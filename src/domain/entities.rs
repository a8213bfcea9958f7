//! Domain entities: core data structures

use std::fmt;

use crate::domain::error::DomainError;

/// Employee identifier, used as the lookup key inside a chart.
pub type EmployeeId = i64;

/// Manager id that resolves to the root department when no employee carries it.
pub const ROOT_SENTINEL: EmployeeId = 0;

/// Organizational unit. Holds no employee data.
#[derive(Debug, Clone, PartialEq)]
pub struct Department {
    pub name: String,
}

impl Department {
    pub fn new(name: impl Into<String>) -> Self {
        Self { name: name.into() }
    }
}

/// A person in the chart.
#[derive(Debug, Clone, PartialEq)]
pub struct Employee {
    pub id: EmployeeId,
    pub name: String,
    pub title: String,
    /// Finite and non-negative
    pub salary: f64,
}

impl Employee {
    /// Create an employee, rejecting negative or non-finite salaries.
    pub fn new(
        id: EmployeeId,
        name: impl Into<String>,
        title: impl Into<String>,
        salary: f64,
    ) -> Result<Self, DomainError> {
        if !salary.is_finite() || salary < 0.0 {
            return Err(DomainError::InvalidSalary { id, salary });
        }
        Ok(Self {
            id,
            name: name.into(),
            title: title.into(),
            salary,
        })
    }
}

/// Payload of a chart node: either a department or an employee.
#[derive(Debug, Clone, PartialEq)]
pub enum NodeKind {
    Department(Department),
    Employee(Employee),
}

impl NodeKind {
    /// Department name or employee name.
    pub fn display_name(&self) -> &str {
        match self {
            NodeKind::Department(dept) => &dept.name,
            NodeKind::Employee(emp) => &emp.name,
        }
    }

    pub fn as_employee(&self) -> Option<&Employee> {
        match self {
            NodeKind::Employee(emp) => Some(emp),
            NodeKind::Department(_) => None,
        }
    }

    /// Salary contributed by this node alone (0 for departments).
    pub fn salary(&self) -> f64 {
        self.as_employee().map_or(0.0, |emp| emp.salary)
    }
}

impl fmt::Display for NodeKind {
    fn fmt(&self, f: &mut fmt::Formatter<'_>) -> fmt::Result {
        match self {
            NodeKind::Department(dept) => write!(f, "[DEPT] {}", dept.name),
            NodeKind::Employee(emp) => {
                write!(f, "{} ({}) - ID: {}", emp.name, emp.title, emp.id)
            }
        }
    }
}

impl From<Department> for NodeKind {
    fn from(dept: Department) -> Self {
        NodeKind::Department(dept)
    }
}

impl From<Employee> for NodeKind {
    fn from(emp: Employee) -> Self {
        NodeKind::Employee(emp)
    }
}

/// Expand shell variables and tilde in a string.
///
/// Falls back to the input unchanged when a variable is undefined.
pub fn expand_env_vars(path: &str) -> String {
    shellexpand::full(path)
        .map(|s| s.into_owned())
        .unwrap_or_else(|_| path.to_string())
}
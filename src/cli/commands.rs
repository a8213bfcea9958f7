//! Command dispatch: settings resolution and one handler per subcommand

use std::io;

use clap::CommandFactory;
use clap_complete::generate;
use tracing::{debug, instrument};

use crate::cli::args::{Cli, Commands, ConfigCommands};
use crate::cli::error::{CliError, CliResult};
use crate::cli::menu::{Menu, CHART_FOOTER, CHART_HEADER};
use crate::cli::output;
use crate::config::{global_config_path, Settings};
use crate::infrastructure::di::ServiceContainer;

pub fn execute_command(cli: &Cli) -> CliResult<()> {
    if let Some(Commands::Completion { shell }) = &cli.command {
        let mut cmd = Cli::command();
        let name = cmd.get_name().to_string();
        generate(*shell, &mut cmd, name, &mut io::stdout());
        return Ok(());
    }

    let container = ServiceContainer::new(load_settings(cli)?);
    match &cli.command {
        None | Some(Commands::Menu) => cmd_menu(&container),
        Some(Commands::Show { tree }) => cmd_show(&container, *tree),
        Some(Commands::Budget) => cmd_budget(&container),
        Some(Commands::Config { command }) => cmd_config(&container, command),
        Some(Commands::Completion { .. }) => Ok(()),
    }
}

/// Layered settings with command line flags applied last.
pub fn load_settings(cli: &Cli) -> CliResult<Settings> {
    let mut settings = Settings::load(cli.config.as_deref())?;
    if let Some(company) = &cli.company {
        if company.trim().is_empty() {
            return Err(CliError::InvalidArgs("company name must not be empty".into()));
        }
        settings.company_name = company.clone();
    }
    if let Some(file) = &cli.file {
        settings.data_file = file.clone();
    }
    debug!("settings: {:?}", settings);
    Ok(settings)
}

#[instrument(skip(container))]
fn cmd_menu(container: &ServiceContainer) -> CliResult<()> {
    let service = container.new_chart_service();
    let stdin = io::stdin();
    let mut menu = Menu::new(
        service,
        &container.settings.data_file,
        stdin.lock(),
        io::stdout(),
    );
    menu.run()?;
    Ok(())
}

#[instrument(skip(container))]
fn cmd_show(container: &ServiceContainer, tree: bool) -> CliResult<()> {
    let service = container.open_chart_service()?;
    if tree {
        output::info(&service.chart().to_tree());
    } else {
        output::header(CHART_HEADER.trim());
        print!("{}", service.chart().display());
        output::header(CHART_FOOTER.trim());
    }
    Ok(())
}

#[instrument(skip(container))]
fn cmd_budget(container: &ServiceContainer) -> CliResult<()> {
    let service = container.open_chart_service()?;
    output::action(
        "Total Salary Budget",
        &format!("${}", service.chart().total_budget()),
    );
    Ok(())
}

#[instrument(skip(container))]
fn cmd_config(container: &ServiceContainer, command: &ConfigCommands) -> CliResult<()> {
    match command {
        ConfigCommands::Show => output::info(&container.settings.to_toml()?),
        ConfigCommands::Path => match global_config_path() {
            Some(path) => output::info(&path.display()),
            None => output::error("no config directory available on this platform"),
        },
    }
    Ok(())
}
//! Application services
//!
//! Services depend on I/O boundary traits (FileSystem) but are themselves
//! concrete structs, not traits.

mod chart;

pub use chart::{ChartService, SaveReport};
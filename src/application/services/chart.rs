//! Chart persistence service
//!
//! Owns the live chart and moves it to and from the flat text format on disk.

use std::path::{Path, PathBuf};
use std::sync::Arc;

use tracing::{debug, info};

use crate::application::{ApplicationResult, IoResultExt};
use crate::domain::{self, OrgChart};
use crate::infrastructure::traits::FileSystem;

/// Summary of a completed save.
#[derive(Debug, Clone, PartialEq, Eq)]
pub struct SaveReport {
    pub path: PathBuf,
    /// Records written, root included
    pub nodes: usize,
    pub bytes: usize,
}

/// Service holding one chart plus the filesystem it persists to.
pub struct ChartService {
    fs: Arc<dyn FileSystem>,
    chart: OrgChart,
}

impl ChartService {
    /// Create a chart service around an existing chart.
    pub fn new(fs: Arc<dyn FileSystem>, chart: OrgChart) -> Self {
        Self { fs, chart }
    }

    /// Create a chart service from a saved chart file.
    pub fn open(fs: Arc<dyn FileSystem>, path: &Path) -> ApplicationResult<Self> {
        let chart = Self::read_chart(&fs, path)?;
        Ok(Self { fs, chart })
    }

    pub fn chart(&self) -> &OrgChart {
        &self.chart
    }

    pub fn chart_mut(&mut self) -> &mut OrgChart {
        &mut self.chart
    }

    /// Write the chart to `path`.
    ///
    /// The whole file is encoded before anything is written, so an
    /// unencodable field leaves the destination untouched. The write itself
    /// is not atomic.
    pub fn save(&self, path: &Path) -> ApplicationResult<SaveReport> {
        debug!("save: path={}", path.display());
        let content = domain::encode(&self.chart)?;
        self.fs
            .write(path, &content)
            .with_path_context("save chart", path)?;
        info!("saved {} nodes to {}", self.chart.size(), path.display());
        Ok(SaveReport {
            path: path.to_path_buf(),
            nodes: self.chart.size(),
            bytes: content.len(),
        })
    }

    /// Replace the current chart with the one stored at `path`.
    ///
    /// On any error the current chart is kept.
    pub fn load(&mut self, path: &Path) -> ApplicationResult<()> {
        debug!("load: path={}", path.display());
        self.chart = Self::read_chart(&self.fs, path)?;
        info!("loaded {} nodes from {}", self.chart.size(), path.display());
        Ok(())
    }

    fn read_chart(fs: &Arc<dyn FileSystem>, path: &Path) -> ApplicationResult<OrgChart> {
        let content = fs
            .read_to_string(path)
            .with_path_context("read chart", path)?;
        Ok(domain::decode(&content)?)
    }
}
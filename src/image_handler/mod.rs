//! # 图片处理模块（image_handler）
//!
//! ## 设计思路
//!
//! 该模块将"文件加载校验 → 解码 → 按宽度降采样"按职责拆分为多个子模块，
//! 对应转换流水线中的 Image Loader 与 Downscaler 两个阶段。
//!
//! - `handler`：编排加载流程 + 阶段耗时日志
//! - `loader`：文件存在性、体积与格式签名校验
//! - `pipeline`：解码、像素限制、降采样
//! - `config/error/source`：配置、错误、中间数据模型
//!
//! ## 调用链
//!
//! ```text
//! batch.rs
//!    ↓
//! handler.rs（load_scaled）
//!    ├─ loader.rs（读取 + 校验）
//!    └─ pipeline.rs（解码 + 降采样）
//!    ↓
//! ScaledImage → render
//! ```

mod config;
mod error;
mod handler;
mod loader;
mod pipeline;
mod source;

pub use config::{ImageConfig, ResampleProfile};
pub use error::ImageError;
pub use handler::ImageHandler;
pub use source::ScaledImage;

-*-

§ WHAT IS BEING ASKED
The required output is the set of lines from the first line of the data through the line that contains "pub type EmployeeId = i64;", transcribed exactly.

§ WRITTEN SOLUTION
filename src/domain/entities.rs
repository a8213bfcea9958f7
//! Domain entities: core data structures

use std::fmt;

use crate::domain::error::DomainError;

/// Employee identifier, used as the lookup key inside a chart.
pub type EmployeeId = i64;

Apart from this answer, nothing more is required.